Canadian currency features just one well-known woman, and she is not Canadian. Queen Elizabeth II, our head of state, is on most coins and bills, but Merna Forster, and 48,000 other Canadians want that to change. They want to see other women honoured for their significant contributions to Canada.
ListenThis all began with the new series of polymer banknotes, issued in 2011. They rolled out into use over time, from the hundred dollar bill down to the five dollar bill in 2013. This replacement series was troubled from the start. The plastic polymer surface was a problem for vending machines, they were said to melt in strong heat, and former Bank of Canada Governor, Mark Carney, was obliged to apologize when it became known the bank had changed the Asian features of a female scientist on the prototype of the new $100 bill, following questions about her ethnicity from focus groups.
But it was the fact that the altered and anonymous woman was the only one left on the new Canadian currency that bothered Merna Forster. Many Canadians had become accustomed to the Famous Five, and Quebec feminist activist, Therese Casgrain, featured on the back of the red fifty dollar bill. They disappeared in the new Canadian series, dedicated to distinguished Canadian Prime Ministers, and in the case of the fifty, replaced by an icebreaker.

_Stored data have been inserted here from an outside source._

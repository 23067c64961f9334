//! Static handler registry.
//!
//! Populated once at startup, then shared immutably behind an `Arc`. Each
//! entry pairs a type-erased invoker with the handler's metadata record, so
//! the dispatch hot path is a map lookup plus a virtual call — no reflective
//! method resolution anywhere.

use std::collections::HashMap;
use std::marker::PhantomData;
use std::sync::Arc;

use anyhow::Context;
use async_trait::async_trait;
use serde::de::DeserializeOwned;
use thiserror::Error;

use crate::envelope;
use crate::metadata::{BindingKind, HandlerMetadata};

/// Consumer handler capability. One implementation per message type; the
/// after-max hook is optional and only invoked when the metadata declares it.
#[async_trait]
pub trait ConsumeMessage<T: Send + 'static>: Send + Sync {
    async fn handle(&self, message: T) -> anyhow::Result<()>;

    /// Invoked once the retry ceiling is exceeded, outside any transaction.
    /// Best-effort: failures are logged and the message is still given up on.
    async fn after_max_retry(&self, _message: T) -> anyhow::Result<()> {
        Ok(())
    }
}

#[derive(Debug, Error)]
pub enum RegistryError {
    #[error("a handler for message type `{0}` is already registered")]
    DuplicateHandler(String),

    #[error("a publish route for event type `{0}` is already declared")]
    DuplicateRoute(String),
}

#[async_trait]
trait ErasedHandler: Send + Sync {
    async fn invoke(&self, payload: &str) -> anyhow::Result<()>;
    async fn invoke_after_max(&self, payload: &str) -> anyhow::Result<()>;
}

struct TypedHandler<T, H> {
    handler: H,
    type_name: String,
    _payload: PhantomData<fn() -> T>,
}

#[async_trait]
impl<T, H> ErasedHandler for TypedHandler<T, H>
where
    T: DeserializeOwned + Send + 'static,
    H: ConsumeMessage<T>,
{
    async fn invoke(&self, payload: &str) -> anyhow::Result<()> {
        let message: T = envelope::decode(payload)
            .with_context(|| format!("decoding payload for `{}`", self.type_name))?;
        self.handler.handle(message).await
    }

    async fn invoke_after_max(&self, payload: &str) -> anyhow::Result<()> {
        let message: T = envelope::decode(payload)
            .with_context(|| format!("decoding payload for `{}`", self.type_name))?;
        self.handler.after_max_retry(message).await
    }
}

/// One registered binding: wire type name, metadata, erased invoker.
#[derive(Clone)]
pub struct HandlerBinding {
    type_name: String,
    pub metadata: HandlerMetadata,
    invoker: Arc<dyn ErasedHandler>,
}

impl HandlerBinding {
    pub fn type_name(&self) -> &str {
        &self.type_name
    }

    /// Decode the payload and run the handler.
    pub async fn invoke(&self, payload: &str) -> anyhow::Result<()> {
        self.invoker.invoke(payload).await
    }

    /// Decode the payload and run the after-max hook.
    pub async fn invoke_after_max(&self, payload: &str) -> anyhow::Result<()> {
        self.invoker.invoke_after_max(payload).await
    }
}

/// Type-name -> handler binding map. Ambiguity (two handlers for one type)
/// is rejected at registration, which is a startup error.
#[derive(Default)]
pub struct HandlerRegistry {
    bindings: HashMap<String, HandlerBinding>,
}

impl HandlerRegistry {
    pub fn new() -> Self {
        Self::default()
    }

    pub fn register<T, H>(
        &mut self,
        type_name: impl Into<String>,
        handler: H,
        metadata: HandlerMetadata,
    ) -> Result<(), RegistryError>
    where
        T: DeserializeOwned + Send + 'static,
        H: ConsumeMessage<T> + 'static,
    {
        let type_name = type_name.into();
        if self.bindings.contains_key(&type_name) {
            return Err(RegistryError::DuplicateHandler(type_name));
        }

        let invoker = Arc::new(TypedHandler {
            handler,
            type_name: type_name.clone(),
            _payload: PhantomData,
        });
        self.bindings.insert(
            type_name.clone(),
            HandlerBinding {
                type_name,
                metadata,
                invoker,
            },
        );
        Ok(())
    }

    /// Look up the unique handler for a wire type name. `None` means the
    /// type belongs to another service and the delivery is simply acked.
    pub fn binding(&self, type_name: &str) -> Option<&HandlerBinding> {
        self.bindings.get(type_name)
    }

    /// Distinct stream topics declared by registered stream bindings, for
    /// the hosted workers to open one subscription each.
    pub fn stream_topics(&self) -> Vec<String> {
        let mut topics: Vec<String> = self
            .bindings
            .values()
            .filter(|binding| binding.metadata.kind == BindingKind::Stream)
            .filter_map(|binding| binding.metadata.topic.clone())
            .collect();
        topics.sort();
        topics.dedup();
        topics
    }

    pub fn len(&self) -> usize {
        self.bindings.len()
    }

    pub fn is_empty(&self) -> bool {
        self.bindings.is_empty()
    }
}

#[cfg(test)]
mod tests {
    use super::*;
    use crate::metadata::HandlerMetadata;
    use serde::Deserialize;
    use std::sync::atomic::{AtomicU32, Ordering};

    #[derive(Deserialize)]
    struct Ping {
        #[allow(dead_code)]
        id: String,
    }

    #[derive(Default)]
    struct CountingHandler {
        calls: AtomicU32,
    }

    #[async_trait]
    impl ConsumeMessage<Ping> for Arc<CountingHandler> {
        async fn handle(&self, _message: Ping) -> anyhow::Result<()> {
            self.calls.fetch_add(1, Ordering::SeqCst);
            Ok(())
        }
    }

    #[tokio::test]
    async fn registered_handler_is_invoked_through_the_erased_binding() {
        let handler = Arc::new(CountingHandler::default());
        let mut registry = HandlerRegistry::new();
        registry
            .register::<Ping, _>("Ping", handler.clone(), HandlerMetadata::message())
            .unwrap();

        let binding = registry.binding("Ping").expect("binding registered");
        binding.invoke(r#"{"id":"p1"}"#).await.unwrap();
        assert_eq!(handler.calls.load(Ordering::SeqCst), 1);
    }

    #[tokio::test]
    async fn duplicate_registration_is_rejected() {
        let mut registry = HandlerRegistry::new();
        registry
            .register::<Ping, _>(
                "Ping",
                Arc::new(CountingHandler::default()),
                HandlerMetadata::message(),
            )
            .unwrap();
        let err = registry
            .register::<Ping, _>(
                "Ping",
                Arc::new(CountingHandler::default()),
                HandlerMetadata::message(),
            )
            .unwrap_err();
        assert!(matches!(err, RegistryError::DuplicateHandler(name) if name == "Ping"));
    }

    #[tokio::test]
    async fn stream_topics_are_distinct_and_sorted() {
        let mut registry = HandlerRegistry::new();
        registry
            .register::<Ping, _>(
                "A",
                Arc::new(CountingHandler::default()),
                HandlerMetadata::stream("orders"),
            )
            .unwrap();
        registry
            .register::<Ping, _>(
                "B",
                Arc::new(CountingHandler::default()),
                HandlerMetadata::stream("orders"),
            )
            .unwrap();
        registry
            .register::<Ping, _>(
                "C",
                Arc::new(CountingHandler::default()),
                HandlerMetadata::stream("billing"),
            )
            .unwrap();

        assert_eq!(registry.stream_topics(), vec!["billing", "orders"]);
    }

    #[test]
    fn unknown_type_has_no_binding() {
        let registry = HandlerRegistry::new();
        assert!(registry.binding("NoSuchType").is_none());
    }
}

Merna Forster is a historian and author of, ‘100 Canadian Heroines: Famous and Forgotten Faces‘. She is also the woman behind the on-line petition to have the Bank of Canada commit to including women on our currency. The site is at, womenonbanknotes.ca.
Merna Forster says women on banknotes in 2014 is not novel. She lists several countries such as Japan, Venezuela, Peru, Columbia, Mexico and Turkey, to name a few, that all feature at least one woman. She says Australia may have done it best, featuring a man on one side and a woman on the other, of four of their bills.
Some people say to me, oh this is not a significant issue, well it’s a symbolic issue, it’s important and something needs to be done about it.
In Britain, ironically, it was Mark Carney, who settled a similar debate and was featured in all the positive publicity surrounding the decision to put classic writer Jane Austen on the ten pound note. She will make her debut in 2017.
The Bank of Canada has undertaken an on-line consultation with Canadians that ends November 10th, in an effort to hear what people would like to see on the next series.
While the Bank has established design priorities that include greater diversity, Merna Forster wants to have women specifically included. She regularly shares with the Bank of Canada what Canadians are telling her on-line,
First female signature
It is worth noting, however, that while we may not have enough female images, we will soon have a female signature on our currency. Carolyn A. Wilkins was appointed Senior Deputy Governor of the Bank of Canada this past May. Her signature will be rolling out on the next series of twenty dollar bills, during the first half of 2015.